Beginning at the top of the data below, write out every line exactly until you reach the line with "let head: String", and include that line.
[SUPPLIED DATA]
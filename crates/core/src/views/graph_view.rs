use std::collections::BTreeMap;

use thorn_insight_protocol::{Point, Rect, RenderCommand, ThemeToken, Viewport};
use tracing::debug;

use crate::model::{EventGraph, NodeId, Stage};
use crate::span::GlobalSpan;
use crate::views::camera::Camera;
use crate::views::layout::{LayoutConfig, layered_layout};

/// Canvas units per character column and per text line.
pub const CHAR_WIDTH: f64 = 7.0;
pub const LINE_HEIGHT: f64 = 14.0;
const WIDTH_PADDING: f64 = 50.0;
const HEIGHT_PADDING: f64 = 30.0;
const HEADER_HEIGHT: f64 = 24.0;
const TEXT_INSET: f64 = 8.0;
const PREVIEW_LIMIT: usize = 30;
const PREVIEW_KEEP: usize = 15;

/// Collapse a source excerpt into a one-line node header.
pub fn preview_text(raw: &str) -> String {
    let flat: String = raw
        .chars()
        .map(|c| if c == '\n' || c == '\r' { ' ' } else { c })
        .collect();
    let len = flat.chars().count();
    if len < PREVIEW_LIMIT {
        return flat;
    }
    let head: String = flat.chars().take(PREVIEW_KEEP).collect();
    let tail: String = flat.chars().skip(len - PREVIEW_KEEP).collect();
    format!("{head}...{tail}")
}

/// `(width, height)` of a box showing `body`.
pub fn box_size(body: &str) -> (f64, f64) {
    let longest = body.split('\n').map(|l| l.chars().count()).max().unwrap_or(0);
    let newlines = body.matches('\n').count();
    (
        longest as f64 * CHAR_WIDTH + WIDTH_PADDING,
        (newlines + 2) as f64 * LINE_HEIGHT + HEIGHT_PADDING,
    )
}

fn header_width(header: &str) -> f64 {
    header.chars().count() as f64 * CHAR_WIDTH + WIDTH_PADDING
}

/// Display state of one node. Everything here is derived from the node and
/// the preview text; color lives in [`NodeColors`].
#[derive(Debug, Clone, PartialEq)]
pub struct NodeBox {
    pub id: NodeId,
    pub header: String,
    pub body: String,
    pub is_error: bool,
    pub rect: Rect,
}

#[derive(Debug, Clone, Copy, PartialEq, Eq)]
pub struct NodeColors {
    pub stroke: ThemeToken,
    pub header: ThemeToken,
}

/// Colors for every node from scratch: defaults, then containment of
/// `active`, then the selected node and the node it refers to.
pub fn recolor(
    graph: &EventGraph,
    active: Option<GlobalSpan>,
    selected: Option<NodeId>,
) -> BTreeMap<NodeId, NodeColors> {
    let mut colors: BTreeMap<NodeId, NodeColors> = graph
        .nodes()
        .map(|node| {
            let header = if node.result.is_error() {
                ThemeToken::NodeHeaderError
            } else {
                ThemeToken::NodeHeaderOk
            };
            (
                node.id,
                NodeColors {
                    stroke: ThemeToken::NodeStroke,
                    header,
                },
            )
        })
        .collect();

    if let Some(active) = active {
        for node in graph.nodes().filter(|n| n.source.contains(&active)) {
            if let Some(c) = colors.get_mut(&node.id) {
                c.stroke = ThemeToken::NodeContainsSelection;
            }
        }
    }

    if let Some(id) = selected {
        if let Some(c) = colors.get_mut(&id) {
            c.header = ThemeToken::NodeSelected;
        }
        if let Some(target) = graph.ref_target(id)
            && let Some(c) = colors.get_mut(&target)
        {
            c.header = ThemeToken::NodeReferenced;
        }
    }
    colors
}

/// The event graph of one stage, laid out on a pannable canvas.
#[derive(Debug, Clone, Default)]
pub struct GraphView {
    stage: Option<Stage>,
    graph: EventGraph,
    boxes: BTreeMap<NodeId, NodeBox>,
    selected: Option<NodeId>,
    camera: Camera,
    layout: LayoutConfig,
}

impl GraphView {
    pub fn new() -> Self {
        Self::default()
    }

    /// Replace the graph and lay it out. Returns the spans whose text should
    /// be fetched as node headers.
    pub fn load(&mut self, stage: Stage, graph: EventGraph) -> Vec<(NodeId, GlobalSpan)> {
        self.boxes = graph
            .nodes()
            .map(|node| {
                let body = node.result.text().to_string();
                let header = node.source.to_string();
                let (w, h) = box_size(&body);
                let rect = Rect::new(0.0, 0.0, w.max(header_width(&header)), h);
                (
                    node.id,
                    NodeBox {
                        id: node.id,
                        header,
                        body,
                        is_error: node.result.is_error(),
                        rect,
                    },
                )
            })
            .collect();
        let previews = graph.nodes().map(|n| (n.id, n.source)).collect();
        debug!(%stage, nodes = graph.len(), edges = graph.parent_edges().len(), "graph loaded");
        self.stage = Some(stage);
        self.graph = graph;
        self.selected = None;
        self.relayout();
        previews
    }

    pub fn stage(&self) -> Option<&Stage> {
        self.stage.as_ref()
    }

    pub fn graph(&self) -> &EventGraph {
        &self.graph
    }

    pub fn boxes(&self) -> impl Iterator<Item = &NodeBox> {
        self.boxes.values()
    }

    pub fn node_box(&self, id: NodeId) -> Option<&NodeBox> {
        self.boxes.get(&id)
    }

    pub fn selected(&self) -> Option<NodeId> {
        self.selected
    }

    pub fn camera(&self) -> &Camera {
        &self.camera
    }

    /// Install a fetched header preview. The box widens to fit it (never
    /// narrows) and the graph is laid out again.
    pub fn apply_preview(&mut self, id: NodeId, raw: &str) -> bool {
        let Some(node) = self.boxes.get_mut(&id) else {
            return false;
        };
        node.header = preview_text(raw);
        node.rect.w = node.rect.w.max(header_width(&node.header));
        self.relayout();
        true
    }

    /// Recompute every box position from the current sizes.
    pub fn relayout(&mut self) {
        let sizes = self
            .boxes
            .iter()
            .map(|(id, b)| (*id, (b.rect.w, b.rect.h)))
            .collect();
        let placed = layered_layout(&sizes, self.graph.parent_edges(), &self.layout);
        for (id, rect) in placed {
            if let Some(b) = self.boxes.get_mut(&id) {
                b.rect = rect;
            }
        }
    }

    /// Smallest world rectangle covering every box.
    pub fn bounds(&self) -> Option<Rect> {
        self.boxes
            .values()
            .map(|b| b.rect)
            .reduce(|acc, r| acc.union(&r))
    }

    pub fn colors(&self, active: Option<GlobalSpan>) -> BTreeMap<NodeId, NodeColors> {
        recolor(&self.graph, active, self.selected)
    }

    /// Topmost node under a screen point.
    pub fn hit_test(&self, screen: Point) -> Option<NodeId> {
        let world = self.camera.to_world(screen);
        self.boxes
            .values()
            .rev()
            .find(|b| b.rect.contains(world))
            .map(|b| b.id)
    }

    /// Pointer pressed: returns the node under it, or starts a pan when the
    /// press lands on blank canvas.
    pub fn pointer_down(&mut self, screen: Point) -> Option<NodeId> {
        let hit = self.hit_test(screen);
        if hit.is_none() {
            self.camera.begin_drag(screen);
        }
        hit
    }

    pub fn pointer_move(&mut self, screen: Point) -> bool {
        self.camera.drag_to(screen)
    }

    pub fn pointer_up(&mut self) {
        self.camera.end_drag();
    }

    pub fn zoom_in(&mut self) {
        self.camera.zoom_in();
    }

    pub fn zoom_out(&mut self) {
        self.camera.zoom_out();
    }

    pub fn zoom_to_fit(&mut self, viewport: Viewport) {
        match self.bounds() {
            Some(bounds) => self.camera.fit(bounds, viewport),
            None => self.camera = Camera::default(),
        }
    }

    /// Select `id` and return its span plus the span of the node it refers
    /// to. `None` if the node is not in the graph.
    pub fn click(&mut self, id: NodeId) -> Option<(GlobalSpan, Option<GlobalSpan>)> {
        let node = self.graph.node(id)?;
        let ref_span = self
            .graph
            .ref_target(id)
            .and_then(|t| self.graph.node(t))
            .map(|t| t.source);
        self.selected = Some(id);
        Some((node.source, ref_span))
    }

    /// The node after (or before) the selected one in id order, wrapping.
    pub fn neighbour(&self, forward: bool) -> Option<NodeId> {
        let ids: Vec<NodeId> = self.graph.ids().collect();
        if ids.is_empty() {
            return None;
        }
        let pos = self.selected.and_then(|s| ids.iter().position(|&i| i == s));
        let next = match (pos, forward) {
            (None, true) => 0,
            (None, false) => ids.len() - 1,
            (Some(p), true) => (p + 1) % ids.len(),
            (Some(p), false) => (p + ids.len() - 1) % ids.len(),
        };
        Some(ids[next])
    }

    pub fn render(&self, active: Option<GlobalSpan>, viewport: &Viewport) -> Vec<RenderCommand> {
        let colors = self.colors(active);
        let mut commands = Vec::with_capacity(self.boxes.len() * 5 + self.graph.parent_edges().len() + 6);

        commands.push(RenderCommand::BeginGroup {
            id: "graph".into(),
            label: self.stage.as_ref().map(|s| s.label().to_string()),
        });
        commands.push(RenderCommand::DrawRect {
            rect: Rect::new(viewport.x, viewport.y, viewport.width, viewport.height),
            color: ThemeToken::CanvasBackground,
            border_color: None,
            label: None,
            node_id: None,
        });
        commands.push(RenderCommand::PushTransform {
            translate: self.camera.translate,
            scale: Point::new(self.camera.scale, self.camera.scale),
        });

        for (parent, child) in self.graph.parent_edges() {
            let (Some(p), Some(c)) = (self.boxes.get(parent), self.boxes.get(child)) else {
                continue;
            };
            commands.push(RenderCommand::DrawLine {
                from: Point::new(p.rect.x + p.rect.w / 2.0, p.rect.bottom()),
                to: Point::new(c.rect.x + c.rect.w / 2.0, c.rect.y),
                color: ThemeToken::EdgeLine,
                width: 1.0,
            });
        }

        for b in self.boxes.values() {
            let Some(c) = colors.get(&b.id) else {
                continue;
            };
            commands.push(RenderCommand::DrawRect {
                rect: b.rect,
                color: ThemeToken::NodeBody,
                border_color: Some(c.stroke),
                label: None,
                node_id: Some(b.id.0),
            });
            commands.push(RenderCommand::DrawRect {
                rect: Rect::new(b.rect.x, b.rect.y, b.rect.w, HEADER_HEIGHT),
                color: c.header,
                border_color: Some(c.stroke),
                label: Some(b.header.clone()),
                node_id: Some(b.id.0),
            });
            for (i, line) in b.body.lines().enumerate() {
                commands.push(RenderCommand::DrawText {
                    position: Point::new(
                        b.rect.x + TEXT_INSET,
                        b.rect.y + HEADER_HEIGHT + TEXT_INSET + i as f64 * LINE_HEIGHT,
                    ),
                    text: line.to_string(),
                    color: if b.is_error {
                        ThemeToken::ResultError
                    } else {
                        ThemeToken::TextPrimary
                    },
                });
            }
        }

        commands.push(RenderCommand::PopTransform);
        commands.push(RenderCommand::EndGroup);
        commands
    }
}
[/SUPPLIED DATA]
[WORKED SOLUTION]
filename crates/core/src/views/graph_view.rs
use std::collections::BTreeMap;

use thorn_insight_protocol::{Point, Rect, RenderCommand, ThemeToken, Viewport};
use tracing::debug;

use crate::model::{EventGraph, NodeId, Stage};
use crate::span::GlobalSpan;
use crate::views::camera::Camera;
use crate::views::layout::{LayoutConfig, layered_layout};

/// Canvas units per character column and per text line.
pub const CHAR_WIDTH: f64 = 7.0;
pub const LINE_HEIGHT: f64 = 14.0;
const WIDTH_PADDING: f64 = 50.0;
const HEIGHT_PADDING: f64 = 30.0;
const HEADER_HEIGHT: f64 = 24.0;
const TEXT_INSET: f64 = 8.0;
const PREVIEW_LIMIT: usize = 30;
const PREVIEW_KEEP: usize = 15;

/// Collapse a source excerpt into a one-line node header.
pub fn preview_text(raw: &str) -> String {
    let flat: String = raw
        .chars()
        .map(|c| if c == '\n' || c == '\r' { ' ' } else { c })
        .collect();
    let len = flat.chars().count();
    if len < PREVIEW_LIMIT {
        return flat;
    }
    let head: String = flat.chars().take(PREVIEW_KEEP).collect();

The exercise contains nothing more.